Dataset entries:
################
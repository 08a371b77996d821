//! The match reducer: `(state, action, rng) -> next state`.
//!
//! The input state is never mutated. Every action is applied to a clone and
//! the clone is returned; actions that are not legal in the current phase
//! come back as an unchanged copy. Only broken references (a player id that
//! is not seated) surface as `Err`.

use smallvec::SmallVec;

use crate::ai::{AiPolicy, ProfilePolicy};
use crate::core::{
    Action, AttackDeclaration, AttackPlan, Declaration, DefenseDeclaration, DefensePlan, LogEvent,
    MatchState, Phase, PlayerId, RandomSource, Result, PLAYER_COUNT,
};

use super::resolve::{resolve_challenge, transition_after_challenge};
use super::turn::{advance_turn_or_round, begin_turn, pick_next_attacker};

/// Applies actions to match states, consulting `P` for non-human seats.
///
/// ## Example
///
/// ```
/// use verita_falso::core::{Action, Phase};
/// use verita_falso::rules::Reducer;
/// use verita_falso::setup::MatchBuilder;
///
/// let (state, mut rng) = MatchBuilder::new().seed(7).build();
/// let reducer = Reducer::new();
///
/// let started = reducer.reduce(&state, &Action::StartGame, &mut rng).unwrap();
/// assert_eq!(state.phase, Phase::Setup);
/// assert_eq!(started.phase, Phase::AttackDeclare);
/// ```
#[derive(Clone, Debug, Default)]
pub struct Reducer<P = ProfilePolicy> {
    policy: P,
}

impl Reducer<ProfilePolicy> {
    pub fn new() -> Self {
        Self::default()
    }
}

impl<P: AiPolicy> Reducer<P> {
    /// Reducer that asks `policy` for every non-human decision.
    pub fn with_policy(policy: P) -> Self {
        Self { policy }
    }

    pub fn policy(&self) -> &P {
        &self.policy
    }

    /// Apply `action` to a copy of `state`.
    pub fn reduce<R: RandomSource>(
        &self,
        state: &MatchState,
        action: &Action,
        rng: &mut R,
    ) -> Result<MatchState> {
        if state.is_over() {
            return Ok(state.clone());
        }

        let mut next = state.clone();
        let applied = match *action {
            Action::SetDifficulty(difficulty) => {
                next.difficulty = difficulty;
                next.push_log(LogEvent::Difficulty(difficulty));
                true
            }
            Action::StartGame => self.start_game(&mut next)?,
            Action::HumanAttackDeclare(plan) => self.human_attack(&mut next, plan)?,
            Action::HumanDefenseDeclare(plan) => self.human_defense(&mut next, plan)?,
            Action::HumanChallenge => self.human_challenge(&mut next)?,
            Action::ChallengePass => self.challenge_pass(&mut next)?,
            Action::AiStep => self.ai_step(&mut next, rng)?,
        };

        if !applied {
            tracing::debug!(?action, phase = ?state.phase, "action ignored");
            return Ok(state.clone());
        }
        if next.phase != state.phase {
            tracing::debug!(?action, from = ?state.phase, to = ?next.phase, "phase change");
        }
        Ok(next)
    }

    // === Human actions ===

    fn start_game(&self, state: &mut MatchState) -> Result<bool> {
        if state.phase != Phase::Setup {
            return Ok(false);
        }

        let team = state.acting_team;
        match pick_next_attacker(state, team)? {
            Some(first) => {
                state.push_log(LogEvent::GameStarted);
                begin_turn(state, team, first)?;
            }
            None => {
                let winner = team.other();
                state.push_log(LogEvent::NoAttackers { winner });
                state.finish(winner);
            }
        }
        Ok(true)
    }

    fn human_attack(&self, state: &mut MatchState, plan: AttackPlan) -> Result<bool> {
        if state.phase != Phase::AttackDeclare {
            return Ok(false);
        }
        let Some(attacker) = state.current_attacker else {
            return Ok(false);
        };
        let me = state.player(attacker)?;
        if !me.is_human || !me.alive {
            return Ok(false);
        }
        if let AttackPlan::Declare { target, .. } = plan {
            if !is_valid_target(state, attacker, target)? {
                return Ok(false);
            }
        }

        apply_attack_plan(state, attacker, plan)?;
        Ok(true)
    }

    fn human_defense(&self, state: &mut MatchState, plan: DefensePlan) -> Result<bool> {
        if state.phase != Phase::DefenseDeclare {
            return Ok(false);
        }
        let Some(defender) = state.current_target else {
            return Ok(false);
        };
        let me = state.player(defender)?;
        if !me.is_human || !me.alive {
            return Ok(false);
        }

        apply_defense_plan(state, defender, plan)?;
        Ok(true)
    }

    fn human_challenge(&self, state: &mut MatchState) -> Result<bool> {
        if !state.human_may_challenge()? {
            return Ok(false);
        }
        let Some(human) = state.human().map(|p| p.id) else {
            return Ok(false);
        };

        resolve_challenge(state, human)?;
        transition_after_challenge(state)?;
        Ok(true)
    }

    fn challenge_pass(&self, state: &mut MatchState) -> Result<bool> {
        if !state.phase.is_challenge_window() || state.last_declaration.is_none() {
            return Ok(false);
        }

        state.push_log(LogEvent::NoChallenge);
        transition_after_challenge(state)?;
        Ok(true)
    }

    // === AI step ===

    fn ai_step<R: RandomSource>(&self, state: &mut MatchState, rng: &mut R) -> Result<bool> {
        match state.phase {
            Phase::AttackDeclare => self.ai_attack(state, rng),
            Phase::DefenseDeclare => self.ai_defense(state, rng),
            Phase::ChallengeAttack | Phase::ChallengeDefense => self.ai_challenge_scan(state, rng),
            Phase::Resolve => {
                advance_turn_or_round(state)?;
                Ok(true)
            }
            Phase::Setup | Phase::GameOver => Ok(false),
        }
    }

    fn ai_attack<R: RandomSource>(&self, state: &mut MatchState, rng: &mut R) -> Result<bool> {
        let Some(attacker) = state.current_attacker else {
            return Ok(false);
        };
        let me = state.player(attacker)?;
        if me.is_human || !me.alive {
            return Ok(false);
        }

        let mut plan = self.policy.choose_attack(state, attacker, rng)?;
        if let AttackPlan::Declare { target, .. } = plan {
            if !is_valid_target(state, attacker, target)? {
                tracing::warn!(%attacker, %target, "policy chose an illegal target, passing");
                plan = AttackPlan::Pass;
            }
        }

        apply_attack_plan(state, attacker, plan)?;
        Ok(true)
    }

    fn ai_defense<R: RandomSource>(&self, state: &mut MatchState, rng: &mut R) -> Result<bool> {
        let Some(defender) = state.current_target else {
            return Ok(false);
        };
        let me = state.player(defender)?;
        if me.is_human || !me.alive {
            return Ok(false);
        }

        let plan = self.policy.choose_defense(state, defender, rng)?;
        apply_defense_plan(state, defender, plan)?;
        Ok(true)
    }

    /// Offer the live declaration to each eligible AI seat in roster order.
    /// The first to accept challenges; if none does, the window closes.
    fn ai_challenge_scan<R: RandomSource>(
        &self,
        state: &mut MatchState,
        rng: &mut R,
    ) -> Result<bool> {
        let Some(declaration) = state.last_declaration else {
            return Ok(false);
        };
        // A living human who may challenge decides first.
        if state.human_may_challenge()? {
            return Ok(false);
        }

        let mut candidates: SmallVec<[PlayerId; PLAYER_COUNT]> = SmallVec::new();
        for p in state.players.iter().filter(|p| !p.is_human) {
            if state.may_challenge(p.id, &declaration)? {
                candidates.push(p.id);
            }
        }

        for challenger in candidates {
            if self.policy.should_challenge(state, challenger, &declaration, rng)? {
                resolve_challenge(state, challenger)?;
                transition_after_challenge(state)?;
                return Ok(true);
            }
        }

        state.push_log(LogEvent::NoChallenge);
        transition_after_challenge(state)?;
        Ok(true)
    }
}

/// A declared target must be a living enemy of the attacker.
fn is_valid_target(state: &MatchState, attacker: PlayerId, target: PlayerId) -> Result<bool> {
    let team = state.player(attacker)?.team;
    let target = state.player(target)?;
    Ok(target.alive && target.team != team)
}

/// Mark the attacker spent for the round and record its plan.
fn apply_attack_plan(state: &mut MatchState, attacker: PlayerId, plan: AttackPlan) -> Result<()> {
    let team = state.player(attacker)?.team;
    state.attacked_this_round[team].insert(attacker);
    let attacker_name = state.name(attacker)?;

    match plan {
        AttackPlan::Pass => {
            state.push_log(LogEvent::Passed { name: attacker_name });
            state.phase = Phase::Resolve;
        }
        AttackPlan::Declare { target, hand, declared } => {
            let target_name = state.name(target)?;
            state.current_target = Some(target);
            state.last_declaration = Some(Declaration::Attack(AttackDeclaration {
                actor: attacker,
                target,
                hand,
                declared,
            }));
            state.push_log(LogEvent::AttackDeclared {
                attacker: attacker_name,
                target: target_name,
                hand,
                declared,
            });
            state.phase = Phase::ChallengeAttack;
        }
    }
    Ok(())
}

fn apply_defense_plan(state: &mut MatchState, defender: PlayerId, plan: DefensePlan) -> Result<()> {
    let DefensePlan { hand, declared } = plan;
    let defender_name = state.name(defender)?;
    state.last_declaration =
        Some(Declaration::Defense(DefenseDeclaration { actor: defender, hand, declared }));
    state.push_log(LogEvent::DefenseDeclared { defender: defender_name, hand, declared });
    state.phase = Phase::ChallengeDefense;
    Ok(())
}

/// Apply `action` with the default profile-driven AI.
pub fn reduce<R: RandomSource>(
    state: &MatchState,
    action: &Action,
    rng: &mut R,
) -> Result<MatchState> {
    Reducer::new().reduce(state, action, rng)
}

#[cfg(test)]
mod tests {
    use super::*;
    use crate::core::{AttackItem, DefenseItem, Difficulty, Hand, ScriptedRandom, Team, HUMAN_SEAT};
    use crate::setup::MatchBuilder;

    /// Started match where the human opens the attack.
    fn human_to_attack() -> MatchState {
        let (mut state, _) = MatchBuilder::new().seed(4).build();
        state.round_start_team = Team::Verita;
        state.acting_team = Team::Verita;
        state.attack_order.verita = (0..5).map(PlayerId::new).collect();
        reduce(&state, &Action::StartGame, &mut ScriptedRandom::constant(0.5)).unwrap()
    }

    #[test]
    fn test_start_game_picks_first_attacker() {
        let state = human_to_attack();

        assert_eq!(state.phase, Phase::AttackDeclare);
        assert_eq!(state.current_attacker, Some(HUMAN_SEAT));
        assert_eq!(state.cursor.verita, 1);
        assert_eq!(state.log.lines()[5], "-- Game start");
    }

    #[test]
    fn test_start_game_without_attackers_skips_start_line() {
        let (mut state, _) = MatchBuilder::new().seed(4).build();
        state.acting_team = Team::Falso;
        for id in 5..10 {
            state.player_mut(PlayerId::new(id)).unwrap().alive = false;
        }

        let next = reduce(&state, &Action::StartGame, &mut ScriptedRandom::constant(0.5)).unwrap();

        assert_eq!(next.phase, Phase::GameOver);
        assert_eq!(next.winner, Some(Team::Verita));
        assert!(!next.log.iter().any(|e| *e == LogEvent::GameStarted));
        assert_eq!(next.log.last(), Some(&LogEvent::NoAttackers { winner: Team::Verita }));
    }

    #[test]
    fn test_start_game_twice_is_ignored() {
        let state = human_to_attack();
        let again = reduce(&state, &Action::StartGame, &mut ScriptedRandom::constant(0.5)).unwrap();
        assert_eq!(again, state);
    }

    #[test]
    fn test_human_pass_goes_to_resolve() {
        let state = human_to_attack();
        let action = Action::HumanAttackDeclare(AttackPlan::Pass);
        let next = reduce(&state, &action, &mut ScriptedRandom::constant(0.5)).unwrap();

        assert_eq!(next.phase, Phase::Resolve);
        assert!(next.attacked_this_round.verita.contains(&HUMAN_SEAT));
        assert!(next.last_declaration.is_none());
    }

    #[test]
    fn test_human_attack_rejects_ally_and_unknown() {
        let state = human_to_attack();
        let mut rng = ScriptedRandom::constant(0.5);

        let ally = Action::HumanAttackDeclare(AttackPlan::Declare {
            target: PlayerId::new(2),
            hand: Hand::Left,
            declared: AttackItem::Sword,
        });
        assert_eq!(reduce(&state, &ally, &mut rng).unwrap(), state);

        let ghost = Action::HumanAttackDeclare(AttackPlan::Declare {
            target: PlayerId::new(42),
            hand: Hand::Left,
            declared: AttackItem::Sword,
        });
        assert!(reduce(&state, &ghost, &mut rng).is_err());
    }

    #[test]
    fn test_ai_step_waits_on_human_prompts() {
        let state = human_to_attack();
        let next = reduce(&state, &Action::AiStep, &mut ScriptedRandom::constant(0.5)).unwrap();
        assert_eq!(next, state);
    }

    #[test]
    fn test_defense_out_of_phase_is_ignored() {
        let state = human_to_attack();
        let plan = DefensePlan { hand: Hand::Left, declared: DefenseItem::Shield };
        let action = Action::HumanDefenseDeclare(plan);
        let next = reduce(&state, &action, &mut ScriptedRandom::constant(0.5)).unwrap();
        assert_eq!(next, state);
    }

    #[test]
    fn test_set_difficulty_logs() {
        let state = human_to_attack();
        let action = Action::SetDifficulty(Difficulty::Hard);
        let next = reduce(&state, &action, &mut ScriptedRandom::constant(0.5)).unwrap();

        assert_eq!(next.difficulty, Difficulty::Hard);
        assert_eq!(next.phase, state.phase);
        assert_eq!(next.log.lines().last().map(String::as_str), Some("Difficulty: HARD"));
    }
}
################
WHAT IS REQUIRED: Of all the entries above, retype exactly the lines from the line with "pub fn policy(&self)" to the line with "Action::HumanAttackDeclare(plan) => self.human_attack(&mut", both included, and no others.

YOUR RESPONSE:
    pub fn policy(&self) -> &P {
        &self.policy
    }

    /// Apply `action` to a copy of `state`.
    pub fn reduce<R: RandomSource>(
        &self,
        state: &MatchState,
        action: &Action,
        rng: &mut R,
    ) -> Result<MatchState> {
        if state.is_over() {
            return Ok(state.clone());
        }

        let mut next = state.clone();
        let applied = match *action {
            Action::SetDifficulty(difficulty) => {
                next.difficulty = difficulty;
                next.push_log(LogEvent::Difficulty(difficulty));
                true
            }
            Action::StartGame => self.start_game(&mut next)?,
            Action::HumanAttackDeclare(plan) => self.human_attack(&mut next, plan)?,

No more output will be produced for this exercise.